David Shields is the author of more than 20 books, including Reality Hunger (named one of the most important books of the last decade by Lit Hub); The Thing About Life Is that One Day You'll Be Dead; Black Planet (finalist for the National Book Critics Circle Award and PEN USA Award); and Other People: Takes & Mistakes (NYTBR Editors' Choice). The Very Last Interview (New York Review Books, April 12, 2022) draws from every interview he has given over 40 years to compile a compelling series of questions.

Handsell your book to readers:

During the pandemic, an interviewer pummels me (I never answer). What do interviewer and interviewee believe in? What--at the edge of the apocalypse--does the reader believe in, with absolute conviction? If nothing, then what sustains us? If something specific--love, family, art, civic engagement, "god"--to what degree are any such consolations actually quite illusory?

On your nightstand now:

Eliot: "These fragments I have shored against my ruins"; Richard Burton, Diaries; Aleksander Wat, My Century; Pascal, Pensées; Montaigne, Les Essais; La Rochefoucauld, Maxims; Nietzsche, Ecce Homo; Pessoa, The Book of Disquiet; James Richardson, Vectors; Don Paterson, Best Thought, Worst Thought; Sarah Manguso, Ongoingness; Alphonse Daudet, In the Land of Pain; Fitzgerald, The Crack-Up; Claudia Rankine, Citizen; Mira Gonzalez/Tao Lin, Selected Tweets; Margo Jefferson, Negroland; Jean Toomer, Cane; Anne Carson, Plainwater; Joe Wenderoth, Letters to Wendy's; Melanie Thernstrom, The Dead Girl; Jean Stafford, A Mother in History; Cheever, The Journals of John Cheever; Maggie Nelson, Bluets; Cyril Connolly, The Unquiet Grave; David Markson, This Is Not a Novel; Julian Barnes, Flaubert's Parrot; Roland Barthes, S/Z; Hilton Als, White Girls; Barry Hannah, Boomerang; Heidi Julavits, The Folded Clock; Wendy S. Walters, Multiply/Divide; Annie Ernaux, Things Seen.

Favorite book when you were a child:

Mickey Mantle, The Quality of Courage. Not sure why he was thought to be courageous; because he had a lot of injuries and tried to play through them? Clearly ghostwritten and oddly moving.

Your top five authors:

Simon Gray
Leonard Michaels
David Markson
Renata Adler
J.M. Coetzee

Book you've faked reading:

Hmm. I remember pretending to have read Walker Percy's The Moviegoer by paraphrasing a blurb on the back of the book, and my (beautiful) college classmate called me out on this; she, too, had read the back of the book. So embarrassing. I later came to read Percy and love his work.
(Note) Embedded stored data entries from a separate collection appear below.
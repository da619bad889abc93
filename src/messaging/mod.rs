//! # Messaging
//!
//! Application-facing message shapes and the outcome signals handlers send back to the
//! bus once processing finishes.

pub mod message;
pub mod outcome;

pub use message::{ApplicationMessage, OutboundMessage};
pub use outcome::{OutcomeSender, OutcomeSignal};
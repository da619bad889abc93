//! # Broker Abstraction
//!
//! Provider-agnostic access to an AMQP-style broker: topology declaration, consumption,
//! publication and acknowledgment over a single channel.
//!
//! ## Architecture
//!
//! ```text
//! MessageBus
//!     │
//!     ▼
//! Arc<BrokerProvider>  (enum dispatch)
//!     ├── RabbitMq(RabbitMqBroker)
//!     └── InMemory(InMemoryBroker)
//! ```

pub mod provider;
pub mod providers;
pub mod routing;
pub mod traits;
pub mod types;

pub use provider::BrokerProvider;
pub use providers::{BrokerOperation, InMemoryBroker, PublishedMessage, RabbitMqBroker};
pub use routing::topic_matches;
pub use traits::{DeliveryStream, MessageBroker};
pub use types::{
    DeathRecord, ExchangeKind, ExchangeOptions, HeaderValue, Headers, MessageProperties,
    QueueOptions, RawDelivery,
};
Book you're an evangelist for:

Simon Gray, The Smoking Diaries (all four volumes). I'm truly an evangelist for this book, which I'm trying to get published in the U.S. (it's well-known in England).

Book you've bought for the cover:

Natalie Shields, Love, Floppy Disks, & Other Stuff the Internet Killed.
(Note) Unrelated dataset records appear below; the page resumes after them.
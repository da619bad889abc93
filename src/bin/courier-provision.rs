//! # Courier Provisioning Tool
//!
//! Deployment pre-flight for a service: validates configuration, declares the service's
//! exchanges, queues and bindings on the broker, optionally binds topics, and exits.

use std::path::PathBuf;
use std::process;

use anyhow::Context;
use clap::{Parser, Subcommand};
use courier_bus::config::{BusConfig, ConfigLoader};
use courier_bus::dispatch::HandlerRegistry;
use courier_bus::logging::init_structured_logging;
use courier_bus::MessageBus;
use tracing::{error, info};

#[derive(Parser)]
#[command(name = "courier-provision")]
#[command(about = "Provision message bus topology for a service")]
#[command(version = env!("CARGO_PKG_VERSION"))]
struct Cli {
    /// Configuration file (default: config/courier.toml if present)
    #[arg(short, long)]
    config: Option<PathBuf>,

    /// Override the configured service name
    #[arg(long)]
    service_name: Option<String>,

    #[command(subcommand)]
    command: Option<Commands>,
}

#[derive(Subcommand)]
enum Commands {
    /// Declare the topology and bind topics (default)
    Provision {
        /// Routing keys to bind to the primary queue
        #[arg(short, long = "topic")]
        topics: Vec<String>,
    },

    /// Load and validate configuration without touching the broker
    Validate,

    /// Print the effective configuration with secrets masked
    ShowConfig,
}

fn load_config(cli: &Cli) -> anyhow::Result<BusConfig> {
    let loader = match &cli.config {
        Some(path) => ConfigLoader::new().with_file(path),
        None => ConfigLoader::new(),
    };
    let mut config = loader.load().context("failed to load configuration")?;
    if let Some(service_name) = &cli.service_name {
        config.service_name = service_name.clone();
        config.validate().context("invalid service name override")?;
    }
    Ok(config)
}

async fn provision(config: BusConfig, topics: &[String]) -> anyhow::Result<()> {
    info!(
        broker = %config.amqp_url_redacted(),
        service_name = %config.service_name,
        "Connecting to broker"
    );
    let bus = MessageBus::connect(config, HandlerRegistry::new())
        .await
        .context("failed to connect to broker")?;

    let result = async {
        bus.provision().await.context("topology provisioning failed")?;
        let topics: Vec<&str> = topics.iter().map(String::as_str).collect();
        bus.subscribe_all(Some(&topics))
            .await
            .context("topic binding failed")?;
        anyhow::Ok(topics.len())
    }
    .await;

    bus.disconnect().await.context("disconnect failed")?;
    let bound = result?;

    let topology = bus.topology();
    info!(
        service_exchange = %topology.service_exchange,
        primary_queue = %topology.primary_queue,
        retry_queue = %topology.retry_queue,
        topics_bound = bound,
        "Provisioning complete"
    );
    Ok(())
}

async fn run(cli: Cli) -> anyhow::Result<()> {
    let config = load_config(&cli)?;

    match cli.command {
        Some(Commands::Validate) => {
            println!("✓ configuration valid for service '{}'", config.service_name);
            Ok(())
        }
        Some(Commands::ShowConfig) => {
            println!("{}", serde_json::to_string_pretty(&config.sanitized())?);
            Ok(())
        }
        Some(Commands::Provision { topics }) => provision(config, &topics).await,
        None => provision(config, &[]).await,
    }
}

#[tokio::main]
async fn main() {
    init_structured_logging();
    let cli = Cli::parse();

    if let Err(e) = run(cli).await {
        error!(error = %format!("{e:#}"), "courier-provision failed");
        eprintln!("error: {e:#}");
        process::exit(1);
    }
}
Book you hid from your parents:

My family wasn't like that; if anything, my parents hid books from me.

Book that changed your life:

Proust, In Search of Lost Time (see below).

Favorite line from a book:

"The agon, then." --from Lawrence Durrell's The Black Book.

I don't like this book or any of Durrell's work, actually, but I think this is one of the great lines ever; I love its (self-conscious, mocking, funny) embrace of the tragic.

Five books you'll never part with:

I must admit that of late I've moved around so much that I don't take physical books that seriously as fetishized objects. I'm constantly giving away books and buying new books. The books that I love are buried deep in my mind. Lawrence: "Better to know twelve books well than thousands of book passably."

Book you most want to read again for the first time:

I wish I could recover the innocent rhapsody with which I read Proust's In Search of Lost Time; it remains for me the best book ever written--I remember feeling that way in graduate school, but I must admit that I have trouble reading that book now. Not sure why.

What you believe is the key quote:

Flaubert: "The value of a work of art can be measured by the harm spoken of it."